Control strategy design of inverter circuit

Hysteresis current control mode

The hysteresis current controller plays two roles, as a closed-loop negative feedback controller to adjust the current so that the current is output according to the set value; the other role is to form a PWM wave which modulates the switching command. The hysteresis current control method has a small amount of calculation and no complicated calculation process. Also, since the control accuracy and switching adjustment speed is determined by the hysteresis width and will not change with the current, the stability.

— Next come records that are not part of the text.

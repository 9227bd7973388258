// src/batch/scheduler.rs
// =============================================================================
// Runs clone tasks for a whole set of URLs with a cap on how many run at once.
//
// How it works:
// 1. Sort and dedupe the URLs so each one is attempted exactly once
// 2. Turn every URL into a future that spawns its clone task when first polled
// 3. buffer_unordered(workers) keeps at most `workers` of those futures alive
// 4. Fold each finished outcome into one BatchResult as it arrives
// 5. Return only after every URL has an outcome
//
// Each clone runs on its own tokio task, so a panic in one clone is caught at
// the JoinHandle and reported as a failure for that URL alone.
//
// Rust concepts:
// - Arc: Share one backend between many tasks
// - tokio::spawn: Run a future on the runtime's thread pool
// - Streams: Process many futures with a concurrency limit
// =============================================================================

use std::any::Any;
use std::path::Path;
use std::sync::Arc;

use futures::stream::{self, StreamExt};
use tracing::{error, info, warn};

use super::result::BatchResult;
use crate::clone::{clone_repository, CloneBackend, CloneError, CloneOutcome};
use crate::extract::find_name_collisions;

pub struct BatchScheduler<B: ?Sized> {
    backend: Arc<B>,
    workers: usize,
}

impl<B> BatchScheduler<B>
where
    B: CloneBackend + ?Sized + 'static,
{
    // Creates a scheduler
    //
    // Parameters:
    //   backend: shared by every clone task
    //   workers: maximum number of clones running at the same time (0 acts as 1)
    pub fn new(backend: Arc<B>, workers: usize) -> Self {
        Self {
            backend,
            workers: workers.max(1),
        }
    }

    pub fn workers(&self) -> usize {
        self.workers
    }

    // Clones every URL into `destination` and waits for all of them
    //
    // Parameters:
    //   urls: repository URLs (duplicates are attempted once)
    //   destination: existing folder that receives one subfolder per repository
    //
    // Returns: BatchResult with exactly one outcome per distinct URL
    pub async fn run<I>(&self, urls: I, destination: &Path) -> BatchResult
    where
        I: IntoIterator<Item = String>,
    {
        let mut urls: Vec<String> = urls.into_iter().collect();
        urls.sort();
        urls.dedup();

        let submitted = urls.len();
        if submitted == 0 {
            return BatchResult::default();
        }

        for (name, colliding) in find_name_collisions(urls.iter().map(String::as_str)) {
            warn!(
                folder = %name,
                urls = ?colliding,
                "several repositories share a folder name; the last clone to finish wins"
            );
        }

        let limit = self.workers.min(submitted);
        info!(
            repositories = submitted,
            workers = limit,
            destination = %destination.display(),
            "starting batch"
        );

        let tasks = urls.into_iter().map(|url| {
            let backend = Arc::clone(&self.backend);
            let destination = destination.to_path_buf();
            async move {
                // Spawning inside the async block means the task only starts
                // once buffer_unordered polls this future.
                let task_url = url.clone();
                let handle = tokio::spawn(async move {
                    clone_repository(backend.as_ref(), &task_url, &destination).await
                });

                match handle.await {
                    Ok(outcome) => outcome,
                    Err(join_error) => {
                        let message = if join_error.is_panic() {
                            format!("clone task panicked: {}", panic_message(join_error.into_panic()))
                        } else {
                            format!("clone task did not finish: {join_error}")
                        };
                        error!(url = %url, "{message}");
                        CloneOutcome::failure(url, &CloneError::Unexpected(message))
                    }
                }
            }
        });

        let result = stream::iter(tasks)
            .buffer_unordered(limit)
            .fold(BatchResult::default(), |mut result, outcome| async move {
                result.record(outcome);
                result
            })
            .await;

        debug_assert_eq!(result.total(), submitted);
        info!(
            succeeded = result.success_count,
            failed = result.failure_count,
            "batch finished"
        );

        result
    }
}

fn panic_message(payload: Box<dyn Any + Send>) -> String {
    if let Some(message) = payload.downcast_ref::<&str>() {
        message.to_string()
    } else if let Some(message) = payload.downcast_ref::<String>() {
        message.clone()
    } else {
        "unknown panic".to_string()
    }
}

// -----------------------------------------------------------------------------
// BEGINNER NOTES:
//
// 1. Why does buffer_unordered limit the clones?
//    - stream::iter(tasks) yields futures lazily, one per URL
//    - buffer_unordered(N) only polls N of them at a time
//    - A future that has not been polled has not called tokio::spawn yet
//    - So at most N clone tasks exist at any moment
//
// 2. Why tokio::spawn at all?
//    - A panic inside a plain future would unwind through the whole stream
//    - A spawned task that panics just makes its JoinHandle return Err
//    - We turn that Err into a failed outcome and move on
//
// 3. Why fold instead of a Mutex<BatchResult>?
//    - fold runs on the single coordinating future that drives the stream
//    - Outcomes arrive one at a time, so there is exactly one writer
//    - No lock needed, no shared counters
//
// 4. Why Arc<B>?
//    - Every spawned task needs the backend, and spawned tasks must own
//      their data ('static)
//    - Arc::clone only bumps a reference count
// -----------------------------------------------------------------------------

#[cfg(test)]
mod tests {
    use super::*;
    use crate::clone::{BackendError, CloneStatus, FailureKind};
    use async_trait::async_trait;
    use std::collections::HashMap;
    use std::sync::atomic::{AtomicUsize, Ordering};
    use std::sync::Mutex;
    use std::time::Duration;

    // Counts how many clones are in flight and remembers the peak
    #[derive(Default)]
    struct InstrumentedBackend {
        in_flight: AtomicUsize,
        peak: AtomicUsize,
        calls: Mutex<HashMap<String, usize>>,
        fail_for: Vec<String>,
    }

    impl InstrumentedBackend {
        fn failing_for(urls: &[&str]) -> Self {
            Self {
                fail_for: urls.iter().map(|u| u.to_string()).collect(),
                ..Self::default()
            }
        }

        fn calls_for(&self, url: &str) -> usize {
            self.calls.lock().unwrap().get(url).copied().unwrap_or(0)
        }
    }

    #[async_trait]
    impl CloneBackend for InstrumentedBackend {
        async fn clone_repo(&self, url: &str, target: &Path) -> Result<(), BackendError> {
            *self.calls.lock().unwrap().entry(url.to_string()).or_default() += 1;

            let now = self.in_flight.fetch_add(1, Ordering::SeqCst) + 1;
            self.peak.fetch_max(now, Ordering::SeqCst);
            tokio::time::sleep(Duration::from_millis(20)).await;
            self.in_flight.fetch_sub(1, Ordering::SeqCst);

            if self.fail_for.iter().any(|u| u == url) {
                return Err(BackendError::Command {
                    code: Some(128),
                    detail: format!("fatal: repository '{url}' not found"),
                });
            }

            std::fs::create_dir_all(target).map_err(BackendError::Spawn)
        }
    }

    struct PanickingBackend;

    #[async_trait]
    impl CloneBackend for PanickingBackend {
        async fn clone_repo(&self, url: &str, target: &Path) -> Result<(), BackendError> {
            if url.ends_with("/boom") {
                panic!("backend exploded");
            }
            std::fs::create_dir_all(target).map_err(BackendError::Spawn)
        }
    }

    fn urls(count: usize) -> Vec<String> {
        (0..count)
            .map(|i| format!("https://github.com/owner/repo-{i}"))
            .collect()
    }

    #[tokio::test(flavor = "multi_thread", worker_threads = 4)]
    async fn test_every_url_gets_one_outcome() {
        let dest = tempfile::tempdir().unwrap();
        let backend = Arc::new(InstrumentedBackend::default());
        let scheduler = BatchScheduler::new(Arc::clone(&backend), 3);

        let result = scheduler.run(urls(10), dest.path()).await;

        assert_eq!(result.outcomes.len(), 10);
        assert_eq!(result.success_count + result.failure_count, 10);
        assert_eq!(result.success_count, 10);
        for url in urls(10) {
            assert_eq!(backend.calls_for(&url), 1, "{url} should be cloned once");
        }
    }

    #[tokio::test(flavor = "multi_thread", worker_threads = 4)]
    async fn test_worker_cap_is_respected() {
        let dest = tempfile::tempdir().unwrap();
        let backend = Arc::new(InstrumentedBackend::default());
        let scheduler = BatchScheduler::new(Arc::clone(&backend), 3);

        scheduler.run(urls(12), dest.path()).await;

        let peak = backend.peak.load(Ordering::SeqCst);
        assert!(peak <= 3, "peak concurrency {peak} exceeded the cap");
        assert!(peak >= 2, "clones should overlap, peak was {peak}");
    }

    #[tokio::test(flavor = "multi_thread", worker_threads = 4)]
    async fn test_cap_larger_than_batch() {
        let dest = tempfile::tempdir().unwrap();
        let backend = Arc::new(InstrumentedBackend::default());
        let scheduler = BatchScheduler::new(Arc::clone(&backend), 12);

        let result = scheduler.run(urls(2), dest.path()).await;

        assert_eq!(result.total(), 2);
        assert!(backend.peak.load(Ordering::SeqCst) <= 2);
    }

    #[tokio::test]
    async fn test_failure_is_isolated() {
        let dest = tempfile::tempdir().unwrap();
        let bad = "https://github.com/owner/repo-2";
        let backend = Arc::new(InstrumentedBackend::failing_for(&[bad]));
        let scheduler = BatchScheduler::new(backend, 2);

        let result = scheduler.run(urls(5), dest.path()).await;

        assert_eq!(result.success_count, 4);
        assert_eq!(result.failure_count, 1);
        assert_eq!(result.failed_urls, vec![bad]);
        for outcome in &result.outcomes {
            assert_eq!(outcome.is_success(), outcome.url != bad);
        }
        assert!(dest.path().join("repo-4").exists());
    }

    #[tokio::test]
    async fn test_duplicates_are_cloned_once() {
        let dest = tempfile::tempdir().unwrap();
        let backend = Arc::new(InstrumentedBackend::default());
        let scheduler = BatchScheduler::new(Arc::clone(&backend), 4);

        let text = "https://github.com/x/one https://github.com/x/two https://github.com/x/one";
        let extracted = crate::extract::extract_github_urls(text);
        assert_eq!(extracted.len(), 2);

        let result = scheduler.run(extracted, dest.path()).await;

        assert_eq!(result.total(), 2);
        assert_eq!(backend.calls_for("https://github.com/x/one"), 1);
        assert_eq!(backend.calls_for("https://github.com/x/two"), 1);
    }

    #[tokio::test]
    async fn test_panicking_task_becomes_failure() {
        let dest = tempfile::tempdir().unwrap();
        let scheduler = BatchScheduler::new(Arc::new(PanickingBackend), 2);

        let result = scheduler
            .run(
                vec![
                    "https://github.com/x/boom".to_string(),
                    "https://github.com/x/fine".to_string(),
                ],
                dest.path(),
            )
            .await;

        assert_eq!(result.success_count, 1);
        assert_eq!(result.failed_urls, vec!["https://github.com/x/boom"]);
        let failure = result
            .outcomes
            .iter()
            .find(|o| o.url.ends_with("/boom"))
            .unwrap();
        match &failure.status {
            CloneStatus::Failure { kind, reason } => {
                assert_eq!(*kind, FailureKind::Unexpected);
                assert!(reason.contains("backend exploded"));
            }
            CloneStatus::Success => panic!("expected failure"),
        }
    }

    #[tokio::test]
    async fn test_malformed_url_does_not_abort_batch() {
        let dest = tempfile::tempdir().unwrap();
        let scheduler = BatchScheduler::new(Arc::new(InstrumentedBackend::default()), 2);

        let result = scheduler
            .run(
                vec![
                    "https://github.com/x/..".to_string(),
                    "https://github.com/x/good".to_string(),
                ],
                dest.path(),
            )
            .await;

        assert_eq!(result.success_count, 1);
        assert_eq!(result.failed_urls, vec!["https://github.com/x/.."]);
    }

    #[tokio::test]
    async fn test_empty_batch() {
        let dest = tempfile::tempdir().unwrap();
        let scheduler = BatchScheduler::new(Arc::new(InstrumentedBackend::default()), 4);

        let result = scheduler.run(Vec::new(), dest.path()).await;

        assert_eq!(result.total(), 0);
        assert!(result.is_success());
    }

    #[test]
    fn test_zero_workers_becomes_one() {
        let scheduler = BatchScheduler::new(Arc::new(InstrumentedBackend::default()), 0);
        assert_eq!(scheduler.workers(), 1);
    }

    #[tokio::test]
    async fn test_trait_object_backend() {
        let dest = tempfile::tempdir().unwrap();
        let backend: Arc<dyn CloneBackend> = Arc::new(InstrumentedBackend::default());
        let scheduler = BatchScheduler::new(backend, 2);

        let result = scheduler.run(urls(3), dest.path()).await;

        assert_eq!(result.success_count, 3);
    }
}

Voltage and current common control scheme

After theoretical analyzes and simulation tests, and at the same time according to the requirements of the current system, when the hysteresis width is chosen to be 0.1A, it is most consistent with the current system, therefore the hysteresis width is chosen as: H =0.1A.

Overall analysis and simulation verification of the inverter circuit

Overall analysis of inverter circuit

Overall Simulink simulation verification of the inverter circuit

Since the grid current waveform is not clear enough, a separate screenshot of the current waveform is as follows. From the waveform analysis, the grid-connected voltage and current have good sine wave characteristics, which can realize the energy transfer from the grid-connected inverter to the grid. Through the harmonic analysis in the powergui tool, 50Hz is selected as the fundamental frequency, and the harmonic analysis of the current waveform is performed.

Figure 4.7: Grid voltage and grid current waveform

Summary of this chapter

When the current waveform represents a complete sine wave characteristic, the waveform is the basic waveform with no other frequency waveform components. As shown in Figure 4.9, the obtained data show that the total current distortion level is kept at about 0.01, which is in accordance with the system design. In the previous article, theoretical analysis and simulation experiments were performed on DC boost topology and grid-connected converter and their corresponding topologies.

Overall system analysis

To further explain the mode switching control, a block diagram of the optional control module is shown in Figure 5.3. The connection point of the front-stage amplifier and the back-stage converter is the DC bus, so the DC amplifier has a crucial connection to the next DC bus. The overall architecture of the background converter is shown in the figure above, and its basic control strategy has been described above.

Figure 5.2: General diagram of the system's pre-stage booster circuit

System simulation verification

The figure shows that the voltage of the tested power supply fluctuates widely, but the output current is very stable and meets the design requirements of the system. The current dynamic response time is longer, but can basically meet the design requirements of the system. Based on the above analysis and the conclusion of the third chapter, the design of the system is verified by simulation.

Figure 5.5: System Simulink simulation analysis overall diagram

Summary of this chapter

Conclusion

Recommendations

This design is connected to the power grid and is connected to the power grid in single phase; the current and voltage levels of the system design are small, which cannot fully meet the voltage range of the load pile, and the voltage range of the feedback load needs to be expanded later; the system response time is long, can not fully meet the requirements of the load pile response time; at the same time, the control algorithm is not optimized enough, and the output waveform fluctuates greatly, requiring subsequent improvement; the theoretical analysis is not enough, and the simulation depth cannot reach the actual use environment.